- _WORK INSTRUCTION_
Show every line from the data below that includes "derive".

##### MATERIAL FOR THE TASK

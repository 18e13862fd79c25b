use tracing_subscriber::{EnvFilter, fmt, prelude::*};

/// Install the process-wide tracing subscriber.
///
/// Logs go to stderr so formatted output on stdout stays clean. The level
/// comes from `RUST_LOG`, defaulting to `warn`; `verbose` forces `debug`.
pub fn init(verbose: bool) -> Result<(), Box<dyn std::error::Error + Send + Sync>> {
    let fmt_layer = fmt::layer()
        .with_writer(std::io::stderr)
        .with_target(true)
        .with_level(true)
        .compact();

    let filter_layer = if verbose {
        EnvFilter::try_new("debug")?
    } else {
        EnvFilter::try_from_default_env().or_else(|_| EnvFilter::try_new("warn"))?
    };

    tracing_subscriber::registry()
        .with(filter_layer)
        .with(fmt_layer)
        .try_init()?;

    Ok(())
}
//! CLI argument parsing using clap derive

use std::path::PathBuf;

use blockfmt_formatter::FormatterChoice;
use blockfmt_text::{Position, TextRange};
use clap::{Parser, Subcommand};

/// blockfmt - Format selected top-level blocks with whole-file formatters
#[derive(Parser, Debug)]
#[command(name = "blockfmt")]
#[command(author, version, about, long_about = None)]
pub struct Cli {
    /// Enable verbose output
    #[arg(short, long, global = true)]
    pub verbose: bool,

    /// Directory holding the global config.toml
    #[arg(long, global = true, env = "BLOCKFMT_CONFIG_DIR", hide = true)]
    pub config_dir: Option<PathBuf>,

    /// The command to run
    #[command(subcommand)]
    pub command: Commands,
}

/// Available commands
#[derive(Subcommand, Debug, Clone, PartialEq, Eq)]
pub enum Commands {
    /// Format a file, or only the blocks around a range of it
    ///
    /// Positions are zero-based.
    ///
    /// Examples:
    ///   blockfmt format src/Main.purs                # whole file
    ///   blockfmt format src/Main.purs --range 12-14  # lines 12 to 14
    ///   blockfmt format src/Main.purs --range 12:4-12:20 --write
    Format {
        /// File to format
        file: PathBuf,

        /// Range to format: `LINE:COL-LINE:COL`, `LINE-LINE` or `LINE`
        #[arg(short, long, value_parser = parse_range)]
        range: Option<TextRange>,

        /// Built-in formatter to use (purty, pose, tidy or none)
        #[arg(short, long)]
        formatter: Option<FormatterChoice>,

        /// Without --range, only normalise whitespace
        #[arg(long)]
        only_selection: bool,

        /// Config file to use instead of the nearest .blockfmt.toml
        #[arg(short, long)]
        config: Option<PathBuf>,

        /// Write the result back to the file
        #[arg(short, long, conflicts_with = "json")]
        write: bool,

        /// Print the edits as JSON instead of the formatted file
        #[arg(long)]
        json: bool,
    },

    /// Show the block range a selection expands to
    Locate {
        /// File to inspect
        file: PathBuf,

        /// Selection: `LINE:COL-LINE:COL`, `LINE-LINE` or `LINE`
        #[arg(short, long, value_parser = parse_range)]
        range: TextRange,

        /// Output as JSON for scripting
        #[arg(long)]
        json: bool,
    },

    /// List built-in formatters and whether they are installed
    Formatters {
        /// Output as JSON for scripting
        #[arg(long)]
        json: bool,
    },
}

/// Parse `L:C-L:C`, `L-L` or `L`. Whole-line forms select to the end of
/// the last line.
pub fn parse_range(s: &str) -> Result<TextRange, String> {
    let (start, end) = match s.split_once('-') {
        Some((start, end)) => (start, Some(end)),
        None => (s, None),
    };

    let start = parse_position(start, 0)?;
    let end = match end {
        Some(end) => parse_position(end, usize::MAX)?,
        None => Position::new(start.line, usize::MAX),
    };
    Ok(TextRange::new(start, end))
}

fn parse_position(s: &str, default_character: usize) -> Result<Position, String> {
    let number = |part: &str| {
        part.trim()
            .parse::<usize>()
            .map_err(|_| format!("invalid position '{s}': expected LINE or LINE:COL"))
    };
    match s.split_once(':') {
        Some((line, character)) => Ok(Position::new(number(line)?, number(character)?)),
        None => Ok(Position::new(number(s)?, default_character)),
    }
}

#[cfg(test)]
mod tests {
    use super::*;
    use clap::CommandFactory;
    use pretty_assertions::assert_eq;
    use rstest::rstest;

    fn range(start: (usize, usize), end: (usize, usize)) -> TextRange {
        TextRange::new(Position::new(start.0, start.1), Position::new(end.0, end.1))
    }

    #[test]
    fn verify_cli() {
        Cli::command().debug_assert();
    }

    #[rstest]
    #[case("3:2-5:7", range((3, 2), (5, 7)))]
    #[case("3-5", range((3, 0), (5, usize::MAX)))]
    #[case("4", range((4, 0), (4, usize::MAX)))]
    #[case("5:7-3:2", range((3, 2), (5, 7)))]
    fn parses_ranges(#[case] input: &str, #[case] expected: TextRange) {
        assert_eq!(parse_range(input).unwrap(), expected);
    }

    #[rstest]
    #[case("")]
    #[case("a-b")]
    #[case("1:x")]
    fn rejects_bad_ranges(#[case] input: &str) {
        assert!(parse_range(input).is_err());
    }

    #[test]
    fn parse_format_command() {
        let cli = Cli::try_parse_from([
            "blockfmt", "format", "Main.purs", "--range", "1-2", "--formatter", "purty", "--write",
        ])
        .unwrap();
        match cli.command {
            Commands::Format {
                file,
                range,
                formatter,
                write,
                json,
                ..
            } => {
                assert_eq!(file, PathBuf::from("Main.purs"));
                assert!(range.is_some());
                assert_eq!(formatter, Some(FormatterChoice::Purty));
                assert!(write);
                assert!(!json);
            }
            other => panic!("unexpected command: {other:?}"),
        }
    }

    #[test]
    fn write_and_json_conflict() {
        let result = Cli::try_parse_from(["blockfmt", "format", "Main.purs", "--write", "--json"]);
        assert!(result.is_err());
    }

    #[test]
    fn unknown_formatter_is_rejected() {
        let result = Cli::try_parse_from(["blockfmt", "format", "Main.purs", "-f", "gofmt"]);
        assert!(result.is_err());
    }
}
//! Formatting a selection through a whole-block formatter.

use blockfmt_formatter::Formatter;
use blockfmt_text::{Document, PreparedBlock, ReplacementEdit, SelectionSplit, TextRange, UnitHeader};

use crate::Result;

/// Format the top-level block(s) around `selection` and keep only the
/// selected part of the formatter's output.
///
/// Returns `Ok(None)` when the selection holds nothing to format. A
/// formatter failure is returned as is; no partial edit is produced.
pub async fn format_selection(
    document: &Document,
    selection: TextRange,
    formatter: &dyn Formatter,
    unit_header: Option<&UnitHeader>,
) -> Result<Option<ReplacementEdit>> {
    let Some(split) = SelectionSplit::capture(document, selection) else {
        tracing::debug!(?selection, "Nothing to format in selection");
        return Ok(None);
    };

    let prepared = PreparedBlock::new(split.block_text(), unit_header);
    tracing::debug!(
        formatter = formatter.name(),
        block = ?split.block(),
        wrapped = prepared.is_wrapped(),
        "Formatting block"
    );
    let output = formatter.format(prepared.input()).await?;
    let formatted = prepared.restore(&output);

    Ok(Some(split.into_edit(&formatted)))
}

##########

- _SOLUTION FOR THIS EXERCISE_
//! CLI argument parsing using clap derive
#[derive(Parser, Debug)]
#[derive(Subcommand, Debug, Clone, PartialEq, Eq)]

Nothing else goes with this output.